## Raw data
//! Authentication provider trait

use crate::error::AuthError;
use crate::util::SecretString;
// async_trait required for dyn-compatibility with Box<dyn AuthProvider>
use async_trait::async_trait;

/// Supplies credentials for GitLab requests.
#[async_trait]
pub trait AuthProvider: Send + Sync {
    /// Header to attach to the next request
    async fn get_auth_header(&self) -> Result<AuthHeader, AuthError>;

    /// Whether the credentials changed since they were last loaded
    fn needs_refresh(&self) -> bool;

    /// Reload the credentials
    async fn refresh(&mut self) -> Result<(), AuthError>;

    /// Description of the auth method (for logging)
    fn auth_type(&self) -> &'static str;
}

/// Authentication header to use with requests
#[derive(Debug, Clone)]
pub enum AuthHeader {
    /// `Authorization: Bearer ...`
    Bearer(SecretString),
    /// `PRIVATE-TOKEN: ...`
    PrivateToken(SecretString),
    /// `Cookie: name=value; ...`
    Cookie(SecretString),
}

impl AuthHeader {
    pub fn header_name(&self) -> &'static str {
        match self {
            AuthHeader::Bearer(_) => "Authorization",
            AuthHeader::PrivateToken(_) => "PRIVATE-TOKEN",
            AuthHeader::Cookie(_) => "Cookie",
        }
    }

    pub fn header_value(&self) -> String {
        match self {
            AuthHeader::Bearer(token) => format!("Bearer {}", token.expose_secret()),
            AuthHeader::PrivateToken(token) => token.expose_secret().to_string(),
            AuthHeader::Cookie(cookies) => cookies.expose_secret().to_string(),
        }
    }
}

/// Box type alias for auth providers
pub type BoxedAuthProvider = Box<dyn AuthProvider>;
//! GitLab API client
//!
//! Thin HTTP helper shared by every tool handler. It owns the reqwest client
//! (TLS, proxy, timeout and default headers), attaches credentials and turns
//! non-success responses into [`GitLabError::Api`]. Requests are never retried.

use crate::auth::BoxedAuthProvider;
use crate::config::GitLabConfig;
use crate::error::{GitLabError, GitLabResult};
use crate::gitlab::types::GraphQLResponse;
use reqwest::{Certificate, Client, Proxy, RequestBuilder, Response};
use serde::{Serialize, de::DeserializeOwned};
use serde_json::{Value, json};
use std::sync::Arc;
use std::time::Duration;
use tokio::sync::RwLock;
use tracing::{debug, instrument};

/// GitLab API client
pub struct GitLabClient {
    http: Client,
    base_url: String,
    graphql_url: String,
    auth: Arc<RwLock<BoxedAuthProvider>>,
    timeout_ms: u64,
}

impl GitLabClient {
    /// Create a new GitLab client from configuration
    pub fn new(config: &GitLabConfig, auth: BoxedAuthProvider) -> GitLabResult<Self> {
        let mut builder = Client::builder()
            .timeout(Duration::from_millis(config.timeout_ms))
            .pool_max_idle_per_host(10)
            .danger_accept_invalid_certs(config.skip_tls_verify)
            .user_agent(format!("gitlab-mcp/{}", env!("CARGO_PKG_VERSION")));

        if let Some(path) = &config.ca_cert_path {
            let path = shellexpand::tilde(path).to_string();
            let pem = std::fs::read(&path)
                .map_err(|e| GitLabError::Setup(format!("cannot read CA bundle {}: {}", path, e)))?;
            let cert = Certificate::from_pem(&pem)
                .map_err(|e| GitLabError::Setup(format!("invalid CA bundle {}: {}", path, e)))?;
            builder = builder.add_root_certificate(cert);
        }

        if let Some(proxy) = proxy_url(config) {
            let proxy = Proxy::all(&proxy)
                .map_err(|e| GitLabError::Setup(format!("invalid proxy '{}': {}", proxy, e)))?;
            builder = builder.proxy(proxy);
        }

        let http = builder.build().map_err(GitLabError::Request)?;

        Ok(Self {
            http,
            base_url: config.api_url(),
            graphql_url: config.graphql_url(),
            auth: Arc::new(RwLock::new(auth)),
            timeout_ms: config.timeout_ms,
        })
    }

    /// REST base URL including `/api/vN`
    pub fn base_url(&self) -> &str {
        &self.base_url
    }

    fn url(&self, path: &str) -> String {
        format!("{}{}", self.base_url, path)
    }

    /// Attach credentials, reloading them first if the provider asks for it
    async fn authenticate(&self, request: RequestBuilder) -> GitLabResult<RequestBuilder> {
        if self.auth.read().await.needs_refresh() {
            let mut auth = self.auth.write().await;
            if let Err(e) = auth.refresh().await {
                debug!(error = %e, "Credential refresh failed, keeping previous value");
            }
        }

        let auth = self.auth.read().await;
        let header = auth
            .get_auth_header()
            .await
            .map_err(|e| GitLabError::from_response(401, "Unauthorized", &e.to_string()))?;

        Ok(request.header(header.header_name(), header.header_value()))
    }

    /// Send once and check the status
    async fn execute(&self, request: RequestBuilder) -> GitLabResult<Response> {
        let response = request.send().await.map_err(|e| {
            if e.is_timeout() {
                GitLabError::Timeout {
                    timeout_ms: self.timeout_ms,
                }
            } else {
                GitLabError::Request(e)
            }
        })?;

        let status = response.status();
        if status.is_success() {
            return Ok(response);
        }

        let body = response.text().await.unwrap_or_default();
        Err(GitLabError::from_response(
            status.as_u16(),
            status.canonical_reason().unwrap_or(""),
            &body,
        ))
    }

    async fn read_json<T: DeserializeOwned>(&self, response: Response) -> GitLabResult<T> {
        let bytes = response.bytes().await.map_err(|e| {
            if e.is_timeout() {
                GitLabError::Timeout {
                    timeout_ms: self.timeout_ms,
                }
            } else {
                GitLabError::Request(e)
            }
        })?;
        decode_body(&bytes)
    }

    /// Make a GET request
    #[instrument(skip(self), fields(endpoint = %endpoint))]
    pub async fn get<T: DeserializeOwned>(&self, endpoint: &str) -> GitLabResult<T> {
        let request = self.authenticate(self.http.get(self.url(endpoint))).await?;
        let response = self.execute(request).await?;
        self.read_json(response).await
    }

    /// Make a GET request returning raw JSON value
    pub async fn get_json(&self, endpoint: &str) -> GitLabResult<Value> {
        self.get(endpoint).await
    }

    /// GET a binary payload, returning the bytes and the reported content type
    #[instrument(skip(self), fields(endpoint = %endpoint))]
    pub async fn get_bytes(&self, endpoint: &str) -> GitLabResult<(Vec<u8>, Option<String>)> {
        let request = self.authenticate(self.http.get(self.url(endpoint))).await?;
        let response = self.execute(request).await?;
        let content_type = response
            .headers()
            .get(reqwest::header::CONTENT_TYPE)
            .and_then(|v| v.to_str().ok())
            .map(str::to_string);
        let bytes = response.bytes().await.map_err(GitLabError::Request)?;
        Ok((bytes.to_vec(), content_type))
    }

    /// Make a POST request
    #[instrument(skip(self, body), fields(endpoint = %endpoint))]
    pub async fn post<T: DeserializeOwned, B: Serialize + ?Sized>(
        &self,
        endpoint: &str,
        body: &B,
    ) -> GitLabResult<T> {
        let request = self
            .authenticate(self.http.post(self.url(endpoint)).json(body))
            .await?;
        let response = self.execute(request).await?;
        self.read_json(response).await
    }

    /// Make a PUT request
    #[instrument(skip(self, body), fields(endpoint = %endpoint))]
    pub async fn put<T: DeserializeOwned, B: Serialize + ?Sized>(
        &self,
        endpoint: &str,
        body: &B,
    ) -> GitLabResult<T> {
        let request = self
            .authenticate(self.http.put(self.url(endpoint)).json(body))
            .await?;
        let response = self.execute(request).await?;
        self.read_json(response).await
    }

    /// Make a DELETE request. A 204 or empty body yields `Value::Null`.
    #[instrument(skip(self), fields(endpoint = %endpoint))]
    pub async fn delete(&self, endpoint: &str) -> GitLabResult<Value> {
        let request = self.authenticate(self.http.delete(self.url(endpoint))).await?;
        let response = self.execute(request).await?;
        self.read_json(response).await
    }

    /// Run a GraphQL query against `/api/graphql` and return its `data`
    #[instrument(skip(self, query, variables))]
    pub async fn graphql(&self, query: &str, variables: Value) -> GitLabResult<Value> {
        let body = json!({ "query": query, "variables": variables });
        let request = self
            .authenticate(self.http.post(&self.graphql_url).json(&body))
            .await?;
        let response = self.execute(request).await?;
        let parsed: GraphQLResponse = self.read_json(response).await?;

        if let Some(errors) = parsed.errors.filter(|e| !e.is_empty()) {
            let message = errors
                .into_iter()
                .map(|e| e.message)
                .collect::<Vec<_>>()
                .join("; ");
            return Err(GitLabError::GraphQL(message));
        }

        parsed
            .data
            .ok_or_else(|| GitLabError::InvalidResponse("GraphQL response has no data".into()))
    }

    /// URL-encode a project or group path for use in API endpoints
    pub fn encode_path(path: &str) -> String {
        urlencoding::encode(path).to_string()
    }
}

/// Explicit proxy from config. `HTTP_PROXY`/`HTTPS_PROXY`/`NO_PROXY` are
/// honoured by reqwest itself when this is unset.
fn proxy_url(config: &GitLabConfig) -> Option<String> {
    config.proxy.clone().filter(|p| !p.trim().is_empty())
}

/// Empty bodies (204, some DELETEs) decode as JSON `null`
fn decode_body<T: DeserializeOwned>(bytes: &[u8]) -> GitLabResult<T> {
    let result = if bytes.iter().all(u8::is_ascii_whitespace) {
        serde_json::from_value(Value::Null)
    } else {
        serde_json::from_slice(bytes)
    };
    result.map_err(|e| GitLabError::InvalidResponse(format!("Failed to parse response: {}", e)))
}
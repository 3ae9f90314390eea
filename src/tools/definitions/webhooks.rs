//! Webhook tools

use crate::catalog::Entity;
use crate::error::ToolError;
use crate::gitlab::resolve_namespace;
use crate::tools::EntityRegistry;
use crate::tools::definitions::core::insert_opt;
use crate::tools::executor::{ToolContext, ToolExecutor, ToolOutput};
use crate::util::QueryBuilder;
use async_trait::async_trait;
use gitlab_mcp_macros::gitlab_tool;
use schemars::JsonSchema;
use serde::Deserialize;
use serde_json::{Value, json};

/// List webhooks of a project or group
#[gitlab_tool(
    name = "list_webhooks",
    description = "List the webhooks configured on a project or group",
    entity = "webhooks",
    operation = "read"
)]
pub struct ListWebhooks {
    /// Project or group ID or path
    pub namespace: String,
    #[serde(default)]
    pub per_page: Option<u32>,
    #[serde(default)]
    pub page: Option<u32>,
}

#[async_trait]
impl ToolExecutor for ListWebhooks {
    async fn execute(&self, ctx: &ToolContext) -> Result<ToolOutput, ToolError> {
        let ns = resolve_namespace(&ctx.gitlab, &self.namespace).await?;
        let query = QueryBuilder::new()
            .optional("per_page", self.per_page.map(|p| p.min(100)))
            .optional("page", self.page)
            .build();
        let result: Value = ctx.gitlab.get(&ns.path(&format!("hooks{}", query))).await?;
        ToolOutput::json_value(result)
    }
}

/// Event subscriptions of a hook; unset events keep their current value
#[derive(Debug, Clone, Default, Deserialize, JsonSchema)]
pub struct WebhookEvents {
    #[serde(default)]
    pub push_events: Option<bool>,
    #[serde(default)]
    pub tag_push_events: Option<bool>,
    #[serde(default)]
    pub issues_events: Option<bool>,
    #[serde(default)]
    pub merge_requests_events: Option<bool>,
    #[serde(default)]
    pub note_events: Option<bool>,
    #[serde(default)]
    pub pipeline_events: Option<bool>,
    #[serde(default)]
    pub job_events: Option<bool>,
    #[serde(default)]
    pub releases_events: Option<bool>,
}

impl WebhookEvents {
    fn apply(&self, body: &mut Value) {
        insert_opt(body, "push_events", self.push_events);
        insert_opt(body, "tag_push_events", self.tag_push_events);
        insert_opt(body, "issues_events", self.issues_events);
        insert_opt(body, "merge_requests_events", self.merge_requests_events);
        insert_opt(body, "note_events", self.note_events);
        insert_opt(body, "pipeline_events", self.pipeline_events);
        insert_opt(body, "job_events", self.job_events);
        insert_opt(body, "releases_events", self.releases_events);
    }
}

/// Create, update, delete or test webhooks
#[gitlab_tool(
    name = "manage_webhook",
    description = "Create, update, delete or trigger a test delivery of a project or group webhook",
    entity = "webhooks"
)]
#[serde(tag = "action", rename_all = "snake_case")]
pub enum ManageWebhook {
    /// Create a webhook
    #[action(write)]
    Create {
        namespace: String,
        url: String,
        /// Secret sent in the X-Gitlab-Token header
        #[serde(default)]
        token: Option<String>,
        #[serde(default)]
        enable_ssl_verification: Option<bool>,
        #[serde(default)]
        events: WebhookEvents,
    },
    /// Update a webhook
    #[action(write)]
    Update {
        namespace: String,
        hook_id: u64,
        #[serde(default)]
        url: Option<String>,
        #[serde(default)]
        token: Option<String>,
        #[serde(default)]
        enable_ssl_verification: Option<bool>,
        #[serde(default)]
        events: WebhookEvents,
    },
    /// Delete a webhook
    #[action(delete)]
    Delete { namespace: String, hook_id: u64 },
    /// Send a test event to a webhook
    #[action(execute)]
    Test {
        namespace: String,
        hook_id: u64,
        /// Event to simulate, e.g. push_events
        #[serde(default = "default_test_trigger")]
        trigger: String,
    },
}

fn default_test_trigger() -> String {
    "push_events".to_string()
}

#[async_trait]
impl ToolExecutor for ManageWebhook {
    async fn execute(&self, ctx: &ToolContext) -> Result<ToolOutput, ToolError> {
        let result: Value = match self {
            Self::Create {
                namespace,
                url,
                token,
                enable_ssl_verification,
                events,
            } => {
                let ns = resolve_namespace(&ctx.gitlab, namespace).await?;
                let mut body = json!({ "url": url });
                insert_opt(&mut body, "token", token.as_deref());
                insert_opt(&mut body, "enable_ssl_verification", *enable_ssl_verification);
                events.apply(&mut body);
                ctx.gitlab.post(&ns.path("hooks"), &body).await?
            }
            Self::Update {
                namespace,
                hook_id,
                url,
                token,
                enable_ssl_verification,
                events,
            } => {
                let ns = resolve_namespace(&ctx.gitlab, namespace).await?;
                let mut body = json!({});
                insert_opt(&mut body, "url", url.as_deref());
                insert_opt(&mut body, "token", token.as_deref());
                insert_opt(&mut body, "enable_ssl_verification", *enable_ssl_verification);
                events.apply(&mut body);
                ctx.gitlab
                    .put(&ns.path(&format!("hooks/{}", hook_id)), &body)
                    .await?
            }
            Self::Delete { namespace, hook_id } => {
                let ns = resolve_namespace(&ctx.gitlab, namespace).await?;
                ctx.gitlab.delete(&ns.path(&format!("hooks/{}", hook_id))).await?
            }
            Self::Test {
                namespace,
                hook_id,
                trigger,
            } => {
                let ns = resolve_namespace(&ctx.gitlab, namespace).await?;
                let path = ns.path(&format!("hooks/{}/test/{}", hook_id, trigger));
                ctx.gitlab.post(&path, &json!({})).await?
            }
        };

        ToolOutput::json_value(result)
    }
}

pub fn registry() -> EntityRegistry {
    let mut registry = EntityRegistry::new(Entity::Webhooks);
    registry
        .register::<ListWebhooks>()
        .register::<ManageWebhook>();
    registry
}

#[cfg(test)]
mod tests {
    use super::*;
    use crate::catalog::{ActionScoped, OperationType};

    #[test]
    fn test_events_only_set_fields() {
        let events = WebhookEvents {
            push_events: Some(true),
            note_events: Some(false),
            ..Default::default()
        };
        let mut body = json!({"url": "https://hooks.example.com"});
        events.apply(&mut body);
        assert_eq!(
            body,
            json!({"url": "https://hooks.example.com", "push_events": true, "note_events": false})
        );
    }

    #[test]
    fn test_test_action_is_execute() {
        let tool: ManageWebhook = serde_json::from_value(json!({
            "action": "test",
            "namespace": "group/app",
            "hook_id": 9
        }))
        .unwrap();
        assert_eq!(tool.operation(), OperationType::Execute);
        assert!(matches!(tool, ManageWebhook::Test { ref trigger, .. } if trigger == "push_events"));
    }
}
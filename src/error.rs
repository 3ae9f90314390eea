//! Error types for gitlab-mcp
//!
//! Each layer has its own `thiserror` enum; conversion to MCP errors happens
//! at the handler boundary in [`mcp_mapper`].

pub mod mcp_mapper;

use thiserror::Error;

/// Configuration-related errors
#[derive(Error, Debug)]
pub enum ConfigError {
    #[error("Failed to load configuration: {0}")]
    Load(String),

    #[error("Invalid configuration: {message}")]
    Invalid { message: String },

    #[error("Missing required configuration: {field}")]
    Missing { field: String },

    #[error("Invalid regex pattern '{pattern}': {reason}")]
    InvalidPattern { pattern: String, reason: String },

    #[error("Unknown profile or preset '{0}'")]
    UnknownProfile(String),

    #[error("IO error: {0}")]
    Io(#[from] std::io::Error),
}

/// Errors raised while talking to GitLab
#[derive(Error, Debug)]
pub enum GitLabError {
    /// Network failure other than a timeout; the message is passed through unchanged
    #[error("{0}")]
    Request(#[from] reqwest::Error),

    #[error("API timeout after {timeout_ms}ms")]
    Timeout { timeout_ms: u64 },

    #[error("GitLab API error: {status} {status_text}{}", detail_suffix(.detail))]
    Api {
        status: u16,
        status_text: String,
        detail: Option<String>,
    },

    #[error("GraphQL error: {0}")]
    GraphQL(String),

    #[error("Invalid response from GitLab: {0}")]
    InvalidResponse(String),

    #[error("HTTP client setup failed: {0}")]
    Setup(String),
}

fn detail_suffix(detail: &Option<String>) -> String {
    match detail {
        Some(d) if !d.is_empty() => format!(" - {}", d),
        _ => String::new(),
    }
}

impl GitLabError {
    /// Create an API error from an HTTP status and the raw response body.
    ///
    /// `message` and `error` (and `error_description`) fields of a JSON body are
    /// extracted and joined; a non-JSON body is used verbatim.
    pub fn from_response(status: u16, status_text: &str, body: &str) -> Self {
        GitLabError::Api {
            status,
            status_text: status_text.to_string(),
            detail: extract_error_detail(body),
        }
    }

    /// Whether GitLab answered 404
    pub fn is_not_found(&self) -> bool {
        matches!(self, GitLabError::Api { status: 404, .. })
    }

    /// HTTP status code, when the error came from a GitLab response
    pub fn status(&self) -> Option<u16> {
        match self {
            GitLabError::Api { status, .. } => Some(*status),
            _ => None,
        }
    }
}

fn extract_error_detail(body: &str) -> Option<String> {
    let body = body.trim();
    if body.is_empty() {
        return None;
    }

    let Ok(value) = serde_json::from_str::<serde_json::Value>(body) else {
        return Some(body.to_string());
    };

    let parts: Vec<String> = ["message", "error", "error_description"]
        .iter()
        .filter_map(|key| value.get(*key))
        .map(flatten_message)
        .filter(|s| !s.is_empty())
        .collect();

    if parts.is_empty() {
        None
    } else {
        Some(parts.join("; "))
    }
}

/// GitLab returns `message` as a string, a list, or a map of field -> errors
fn flatten_message(value: &serde_json::Value) -> String {
    match value {
        serde_json::Value::String(s) => s.clone(),
        serde_json::Value::Array(items) => items
            .iter()
            .map(flatten_message)
            .collect::<Vec<_>>()
            .join(", "),
        serde_json::Value::Object(map) => map
            .iter()
            .map(|(field, errors)| format!("{}: {}", field, flatten_message(errors)))
            .collect::<Vec<_>>()
            .join(", "),
        serde_json::Value::Null => String::new(),
        other => other.to_string(),
    }
}

/// A call refused by read-only mode, a deny rule, a gate or a tier requirement
#[derive(Error, Debug)]
#[error("{} is not allowed: {reason}", target_label(.tool, .action))]
pub struct AccessDeniedError {
    pub tool: String,
    pub action: Option<String>,
    pub reason: String,
}

fn target_label(tool: &str, action: &Option<String>) -> String {
    match action {
        Some(action) => format!("Action '{}' of tool '{}'", action, tool),
        None => format!("Tool '{}'", tool),
    }
}

impl AccessDeniedError {
    pub fn new(tool: impl Into<String>, reason: impl Into<String>) -> Self {
        Self {
            tool: tool.into(),
            action: None,
            reason: reason.into(),
        }
    }

    /// Attach the action the denial applies to
    pub fn for_action(mut self, action: Option<&str>) -> Self {
        self.action = action.map(str::to_string);
        self
    }

    pub fn read_only(tool: impl Into<String>) -> Self {
        Self::new(
            tool,
            "write operations are not permitted in read-only mode",
        )
    }

    pub fn denied_by_pattern(tool: impl Into<String>, pattern: impl Into<String>) -> Self {
        Self::new(tool, format!("denied by pattern '{}'", pattern.into()))
    }

    pub fn not_in_allow_list(tool: impl Into<String>) -> Self {
        Self::new(tool, "not in the allowed tools of the active profile")
    }

    pub fn action_denied(tool: impl Into<String>, action: &str) -> Self {
        Self::new(tool, "denied by GITLAB_DENIED_ACTIONS").for_action(Some(action))
    }

    pub fn gate_disabled(tool: impl Into<String>, env_var: &str) -> Self {
        Self::new(tool, format!("disabled by {}", env_var))
    }

    pub fn tier_required(
        tool: impl Into<String>,
        required: crate::catalog::Tier,
        current: crate::catalog::Tier,
    ) -> Self {
        Self::new(
            tool,
            format!(
                "requires GitLab {} tier (instance is {})",
                required, current
            ),
        )
    }
}

/// Tool execution errors
#[derive(Error, Debug)]
pub enum ToolError {
    #[error("Invalid arguments: {0}")]
    InvalidArguments(String),

    #[error("Missing required argument: {0}")]
    MissingArgument(String),

    #[error("Tool execution failed: {0}")]
    ExecutionFailed(String),

    #[error("{0}")]
    GitLab(#[from] GitLabError),

    #[error("Serialization error: {0}")]
    Serialization(#[from] serde_json::Error),

    #[error("Tool not found: {0}")]
    NotFound(String),

    #[error("Not found: {0}")]
    ResourceNotFound(String),

    #[error("{0}")]
    AccessDenied(#[from] AccessDeniedError),
}

/// Transport layer errors
#[derive(Error, Debug)]
pub enum TransportError {
    #[error("IO error: {0}")]
    Io(#[from] std::io::Error),

    #[error("Invalid bind address: {0}")]
    InvalidAddress(String),
}

/// Authentication errors
#[derive(Error, Debug)]
pub enum AuthError {
    #[error("No authentication configured (set GITLAB_TOKEN or GITLAB_AUTH_COOKIE_PATH)")]
    NotConfigured,

    #[error("Invalid token format")]
    InvalidToken,

    #[error("Failed to read cookie file {path}: {reason}")]
    CookieFile { path: String, reason: String },
}

/// Result type alias for tool operations
pub type ToolResult<T> = std::result::Result<T, ToolError>;

/// Result type alias for GitLab API operations
pub type GitLabResult<T> = std::result::Result<T, GitLabError>;

#[cfg(test)]
mod tests {
    use super::*;

    #[test]
    fn test_gitlab_error_from_response() {
        let err = GitLabError::from_response(404, "Not Found", "");
        assert!(err.is_not_found());
        assert_eq!(err.to_string(), "GitLab API error: 404 Not Found");

        let err = GitLabError::from_response(
            400,
            "Bad Request",
            r#"{"message": "title is missing", "error": "invalid"}"#,
        );
        assert_eq!(err.status(), Some(400));
        assert_eq!(
            err.to_string(),
            "GitLab API error: 400 Bad Request - title is missing; invalid"
        );
    }

    #[test]
    fn test_field_error_map_is_flattened() {
        let err = GitLabError::from_response(
            422,
            "Unprocessable Entity",
            r#"{"message": {"name": ["has already been taken"]}}"#,
        );
        assert!(err.to_string().contains("name: has already been taken"));
    }

    #[test]
    fn test_plain_text_body_is_kept() {
        let err = GitLabError::from_response(502, "Bad Gateway", "upstream unavailable");
        assert!(err.to_string().ends_with("- upstream unavailable"));
    }

    #[test]
    fn test_timeout_message() {
        let err = GitLabError::Timeout { timeout_ms: 1500 };
        assert_eq!(err.to_string(), "API timeout after 1500ms");
    }

    #[test]
    fn test_access_denied_constructors() {
        let err = AccessDeniedError::read_only("manage_integration").for_action(Some("update"));
        let message = err.to_string();
        assert!(message.contains("read-only"));
        assert!(message.contains("not allowed"));
        assert!(message.contains("'update'"));

        let err = AccessDeniedError::denied_by_pattern("manage_ref", "^manage_");
        assert!(err.reason.contains("^manage_"));

        let err = AccessDeniedError::gate_disabled("browse_milestones", "USE_MILESTONE");
        assert!(err.to_string().contains("USE_MILESTONE"));
    }
}
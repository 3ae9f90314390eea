//! Authentication module
//!
//! GitLab credentials come from a Personal Access Token or, for instances
//! behind SSO, from an exported browser cookie file.

pub mod cookie;
pub mod provider;
pub mod token;

pub use cookie::CookieFileProvider;
pub use provider::{AuthHeader, AuthProvider, BoxedAuthProvider};
pub use token::PatProvider;

use crate::config::GitLabConfig;
use crate::error::AuthError;

/// Create an auth provider from configuration
///
/// Token from config, then cookie file, then token variables.
pub fn create_auth_provider(config: &GitLabConfig) -> Result<BoxedAuthProvider, AuthError> {
    if let Some(token) = config.token.as_deref().filter(|t| !t.trim().is_empty()) {
        return Ok(Box::new(PatProvider::new(token)?));
    }

    if let Some(path) = &config.auth_cookie_path {
        return Ok(Box::new(CookieFileProvider::new(path)?));
    }

    Ok(Box::new(PatProvider::from_env()?))
}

## Required work
Using only the listing above, restate exactly the lines from the line containing "the webhooks configured" through the line containing "impl ToolExecutor for ListWebhooks", both included.

## Reply to the task
    description = "List the webhooks configured on a project or group",
    entity = "webhooks",
    operation = "read"
)]
pub struct ListWebhooks {
    /// Project or group ID or path
    pub namespace: String,
    #[serde(default)]
    pub per_page: Option<u32>,
    #[serde(default)]
    pub page: Option<u32>,
}

#[async_trait]
impl ToolExecutor for ListWebhooks {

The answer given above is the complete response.